### MATERIAL SUPPLIED
((

//! KVM implementation of the platform traits.

use std::sync::atomic::{AtomicU32, Ordering};
use std::sync::{Arc, Mutex, OnceLock, PoisonError};

use kvm_bindings::{
    kvm_guest_debug, kvm_msi, kvm_pit_config, kvm_regs, kvm_userspace_memory_region, CpuId,
    KVM_GUESTDBG_ENABLE, KVM_GUESTDBG_SINGLESTEP, KVM_MAX_CPUID_ENTRIES, KVM_PIT_SPEAKER_DUMMY,
};
use kvm_ioctls::{IoEventAddress, Kvm, VcpuExit, VcpuFd, VmFd};
use log::{debug, info, warn};
use vmm_sys_util::eventfd::EventFd;
use vmm_sys_util::signal::{register_signal_handler, SIGRTMIN};

use super::{
    Doorbell, GuestExit, IoData, Kick, PlatformError, Registers, VcpuBackend, VmPlatform,
    DOORBELL_WAKE,
};
use crate::io::IoSpace;
use crate::memory::Backing;
use crate::verified::region::PAGE_SIZE;

/// KVM supports at most this many user memory slots on x86.
const MAX_MEMORY_SLOTS: u32 = 509;

// ═══════════════════════════════════════════════════════════════════════
//  VM
// ═══════════════════════════════════════════════════════════════════════

pub struct KvmPlatform {
    _kvm: Kvm,
    vm: Arc<VmFd>,
    cpuid: CpuId,
    next_slot: AtomicU32,
    use_eventfds: bool,
}

impl KvmPlatform {
    /// Opens `/dev/kvm`, creates the VM with an in-kernel IRQ chip and PIT,
    /// and installs the VCPU kick signal handler.
    pub fn new(use_eventfds: bool) -> Result<Self, PlatformError> {
        install_kick_handler()?;

        let kvm = Kvm::new().map_err(PlatformError::KvmOpen)?;
        let vm = kvm.create_vm().map_err(PlatformError::VmCreate)?;

        vm.create_irq_chip().map_err(PlatformError::CreateIrqChip)?;

        let pit_config = kvm_pit_config {
            flags: KVM_PIT_SPEAKER_DUMMY,
            ..Default::default()
        };
        vm.create_pit2(pit_config).map_err(PlatformError::CreatePit)?;

        let cpuid = kvm
            .get_supported_cpuid(KVM_MAX_CPUID_ENTRIES)
            .map_err(PlatformError::Cpuid)?;

        info!("KVM VM created (eventfds {})", if use_eventfds { "on" } else { "off" });

        Ok(Self {
            _kvm: kvm,
            vm: Arc::new(vm),
            cpuid,
            next_slot: AtomicU32::new(0),
            use_eventfds,
        })
    }
}

impl VmPlatform for KvmPlatform {
    fn map_user_memory(&self, start: u64, backing: &Backing) -> Result<(), PlatformError> {
        let slot = self.next_slot.fetch_add(1, Ordering::SeqCst);
        if slot >= MAX_MEMORY_SLOTS {
            return Err(PlatformError::SlotsExhausted(start));
        }
        let region = kvm_userspace_memory_region {
            slot,
            guest_phys_addr: start,
            memory_size: backing.len() as u64,
            userspace_addr: backing.host_address(),
            flags: 0,
        };
        // SAFETY: the backing mmap is kept alive by the address space for the
        // lifetime of the VM, and regions never overlap.
        unsafe { self.vm.set_user_memory_region(region) }
            .map_err(|source| PlatformError::MapMemory { start, source })?;
        debug!(
            "slot {slot}: guest [{start:#x}, {:#x}) -> host {:#x}",
            start + backing.len() as u64,
            backing.host_address()
        );
        Ok(())
    }

    fn map_special_memory(&self, start: u64) -> Result<(), PlatformError> {
        self.vm
            .set_identity_map_address(start)
            .map_err(PlatformError::IdentityMap)?;
        self.vm
            .set_tss_address((start + PAGE_SIZE) as usize)
            .map_err(PlatformError::TssAddress)?;
        Ok(())
    }

    fn create_vcpu(&self, id: u32) -> Result<Box<dyn VcpuBackend>, PlatformError> {
        let fd = self
            .vm
            .create_vcpu(u64::from(id))
            .map_err(|source| PlatformError::VcpuCreate { id, source })?;
        fd.set_cpuid2(&self.cpuid).map_err(PlatformError::Cpuid)?;
        Ok(Box::new(KvmVcpu {
            id,
            fd,
            pending_io: false,
            kicker: Arc::new(ThreadKicker::default()),
        }))
    }

    fn bind_doorbell(
        &self,
        space: IoSpace,
        addr: u64,
        size: u8,
        value: u64,
    ) -> Result<Option<Box<dyn Doorbell>>, PlatformError> {
        if !self.use_eventfds {
            return Ok(None);
        }
        let fd = EventFd::new(0).map_err(PlatformError::Eventfd)?;
        let bound = ioevent(&self.vm, &fd, space, addr, size, value, true)
            .map_err(|source| PlatformError::IoEvent { addr, source })?;
        if !bound {
            return Ok(None);
        }
        Ok(Some(Box::new(KvmDoorbell {
            vm: Arc::clone(&self.vm),
            fd,
            space,
            addr,
            size,
            value,
        })))
    }

    fn set_irq_line(&self, irq: u32, active: bool) -> Result<(), PlatformError> {
        self.vm
            .set_irq_line(irq, active)
            .map_err(|source| PlatformError::IrqLine { irq, source })
    }

    fn signal_msi(&self, addr: u64, data: u32) -> Result<(), PlatformError> {
        let msi = kvm_msi {
            address_lo: addr as u32,
            address_hi: (addr >> 32) as u32,
            data,
            ..Default::default()
        };
        self.vm.signal_msi(msi).map_err(PlatformError::Msi)?;
        Ok(())
    }

    fn register_irqfd(&self, fd: &EventFd, irq: u32) -> Result<(), PlatformError> {
        self.vm
            .register_irqfd(fd, irq)
            .map_err(|source| PlatformError::Irqfd { irq, source })
    }
}

/// Registers or unregisters an ioeventfd.  The datamatch width is carried
/// by the integer type, so it has to be picked per access size.
///
/// Returns `false` for widths KVM cannot match on.
fn ioevent(
    vm: &VmFd,
    fd: &EventFd,
    space: IoSpace,
    addr: u64,
    size: u8,
    value: u64,
    register: bool,
) -> Result<bool, kvm_ioctls::Error> {
    let address = match space {
        IoSpace::Port => IoEventAddress::Pio(addr),
        IoSpace::Memory => IoEventAddress::Mmio(addr),
    };
    match (size, register) {
        (1, true) => vm.register_ioevent(fd, &address, value as u8)?,
        (1, false) => vm.unregister_ioevent(fd, &address, value as u8)?,
        (2, true) => vm.register_ioevent(fd, &address, value as u16)?,
        (2, false) => vm.unregister_ioevent(fd, &address, value as u16)?,
        (4, true) => vm.register_ioevent(fd, &address, value as u32)?,
        (4, false) => vm.unregister_ioevent(fd, &address, value as u32)?,
        (8, true) => vm.register_ioevent(fd, &address, value)?,
        (8, false) => vm.unregister_ioevent(fd, &address, value)?,
        _ => return Ok(false),
    }
    Ok(true)
}

// ═══════════════════════════════════════════════════════════════════════
//  Doorbells
// ═══════════════════════════════════════════════════════════════════════

struct KvmDoorbell {
    vm: Arc<VmFd>,
    fd: EventFd,
    space: IoSpace,
    addr: u64,
    size: u8,
    value: u64,
}

impl Doorbell for KvmDoorbell {
    fn wait(&self) -> Result<u64, PlatformError> {
        self.fd.read().map_err(PlatformError::Eventfd)
    }

    fn wake(&self) -> Result<(), PlatformError> {
        self.fd.write(DOORBELL_WAKE).map_err(PlatformError::Eventfd)
    }

    fn close(&self) -> Result<(), PlatformError> {
        ioevent(
            &self.vm,
            &self.fd,
            self.space,
            self.addr,
            self.size,
            self.value,
            false,
        )
        .map_err(|source| PlatformError::IoEvent {
            addr: self.addr,
            source,
        })?;
        Ok(())
    }
}

// ═══════════════════════════════════════════════════════════════════════
//  VCPU
// ═══════════════════════════════════════════════════════════════════════

struct KvmVcpu {
    id: u32,
    fd: VcpuFd,
    /// The last exit was PIO/MMIO and KVM has not yet consumed the result.
    pending_io: bool,
    kicker: Arc<ThreadKicker>,
}

impl KvmVcpu {
    /// Lets KVM finish an in-progress I/O instruction without running any
    /// further guest code, so the register file reflects its completion.
    fn complete_pending_io(&mut self) -> Result<(), PlatformError> {
        if !std::mem::take(&mut self.pending_io) {
            return Ok(());
        }
        self.fd.set_kvm_immediate_exit(1);
        let outcome = match self.fd.run() {
            Ok(_) => Ok(()),
            Err(e) if is_interrupted(&e) => Ok(()),
            Err(e) => Err(PlatformError::Run(e)),
        };
        self.fd.set_kvm_immediate_exit(0);
        outcome
    }
}

fn is_interrupted(e: &kvm_ioctls::Error) -> bool {
    e.errno() == libc::EINTR || e.errno() == libc::EAGAIN
}

impl VcpuBackend for KvmVcpu {
    fn id(&self) -> u32 {
        self.id
    }

    fn run(&mut self) -> Result<GuestExit<'_>, PlatformError> {
        self.pending_io = false;
        let exit = match self.fd.run() {
            Ok(exit) => exit,
            Err(e) if is_interrupted(&e) => return Ok(GuestExit::Interrupted),
            Err(e) => return Err(PlatformError::Run(e)),
        };
        Ok(match exit {
            VcpuExit::IoIn(port, data) => {
                self.pending_io = true;
                GuestExit::PortIo {
                    port,
                    data: IoData::In(data),
                }
            }
            VcpuExit::IoOut(port, data) => {
                self.pending_io = true;
                GuestExit::PortIo {
                    port,
                    data: IoData::Out(data),
                }
            }
            VcpuExit::MmioRead(addr, data) => {
                self.pending_io = true;
                GuestExit::Mmio {
                    addr,
                    data: IoData::In(data),
                }
            }
            VcpuExit::MmioWrite(addr, data) => {
                self.pending_io = true;
                GuestExit::Mmio {
                    addr,
                    data: IoData::Out(data),
                }
            }
            VcpuExit::Debug(arch) => GuestExit::Debug { pc: arch.pc },
            VcpuExit::Hlt => GuestExit::Halt,
            VcpuExit::Shutdown => GuestExit::Shutdown,
            VcpuExit::Unknown => GuestExit::NoReason,
            other => GuestExit::Unhandled(format!("{other:?}")),
        })
    }

    fn get_registers(&mut self) -> Result<Registers, PlatformError> {
        self.complete_pending_io()?;
        let regs = self.fd.get_regs().map_err(PlatformError::Registers)?;
        Ok(regs_from_kvm(&regs))
    }

    fn set_registers(&mut self, regs: &Registers) -> Result<(), PlatformError> {
        self.complete_pending_io()?;
        self.fd
            .set_regs(&regs_to_kvm(regs))
            .map_err(PlatformError::Registers)
    }

    fn set_single_step(&mut self, enabled: bool) -> Result<(), PlatformError> {
        let debug = kvm_guest_debug {
            control: if enabled {
                KVM_GUESTDBG_ENABLE | KVM_GUESTDBG_SINGLESTEP
            } else {
                0
            },
            ..Default::default()
        };
        self.fd
            .set_guest_debug(&debug)
            .map_err(PlatformError::GuestDebug)
    }

    fn set_boot_entry(&mut self, entry: u64) -> Result<(), PlatformError> {
        let mut sregs = self.fd.get_sregs().map_err(PlatformError::Registers)?;
        sregs.cs.base = 0;
        sregs.cs.selector = 0;
        self.fd.set_sregs(&sregs).map_err(PlatformError::Registers)?;

        let mut regs = self.fd.get_regs().map_err(PlatformError::Registers)?;
        regs.rip = entry;
        regs.rflags = 0x2;
        self.fd.set_regs(&regs).map_err(PlatformError::Registers)
    }

    fn kicker(&self) -> Arc<dyn Kick> {
        self.kicker.clone()
    }
}

fn regs_from_kvm(r: &kvm_regs) -> Registers {
    Registers {
        rax: r.rax,
        rbx: r.rbx,
        rcx: r.rcx,
        rdx: r.rdx,
        rsi: r.rsi,
        rdi: r.rdi,
        rsp: r.rsp,
        rbp: r.rbp,
        r8: r.r8,
        r9: r.r9,
        r10: r.r10,
        r11: r.r11,
        r12: r.r12,
        r13: r.r13,
        r14: r.r14,
        r15: r.r15,
        rip: r.rip,
        rflags: r.rflags,
    }
}

fn regs_to_kvm(r: &Registers) -> kvm_regs {
    kvm_regs {
        rax: r.rax,
        rbx: r.rbx,
        rcx: r.rcx,
        rdx: r.rdx,
        rsi: r.rsi,
        rdi: r.rdi,
        rsp: r.rsp,
        rbp: r.rbp,
        r8: r.r8,
        r9: r.r9,
        r10: r.r10,
        r11: r.r11,
        r12: r.r12,
        r13: r.r13,
        r14: r.r14,
        r15: r.r15,
        rip: r.rip,
        rflags: r.rflags,
    }
}

// ═══════════════════════════════════════════════════════════════════════
//  Kicking
// ═══════════════════════════════════════════════════════════════════════

static KICK_HANDLER: OnceLock<Result<(), vmm_sys_util::errno::Error>> = OnceLock::new();

extern "C" fn handle_kick(_: libc::c_int, _: *mut libc::siginfo_t, _: *mut libc::c_void) {}

/// Installs a no-op SIGRTMIN handler so that the signal only interrupts
/// `KVM_RUN` with `EINTR` instead of terminating the process.
fn install_kick_handler() -> Result<(), PlatformError> {
    KICK_HANDLER
        .get_or_init(|| register_signal_handler(SIGRTMIN(), handle_kick))
        .clone()
        .map_err(PlatformError::SignalHandler)
}

/// Interrupts a VCPU thread with SIGRTMIN.
#[derive(Default)]
struct ThreadKicker {
    thread: Mutex<Option<libc::pthread_t>>,
}

impl Kick for ThreadKicker {
    fn bind_current_thread(&self) {
        // SAFETY: pthread_self has no preconditions.
        let tid = unsafe { libc::pthread_self() };
        *self.thread.lock().unwrap_or_else(PoisonError::into_inner) = Some(tid);
    }

    fn kick(&self) {
        let thread = *self.thread.lock().unwrap_or_else(PoisonError::into_inner);
        if let Some(tid) = thread {
            // SAFETY: tid was recorded by the VCPU thread itself.  Kicks are
            // only issued under the executor state lock while `running` is
            // set, and the thread must take that lock to exit.
            let rc = unsafe { libc::pthread_kill(tid, SIGRTMIN()) };
            if rc != 0 {
                warn!("failed to kick vCPU thread: errno {rc}");
            }
        }
    }
}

))

### ACTION ITEM
Give the number of lines in the entries above that include the word "IoSpace", and nothing more.

### YOUR SOLUTION
6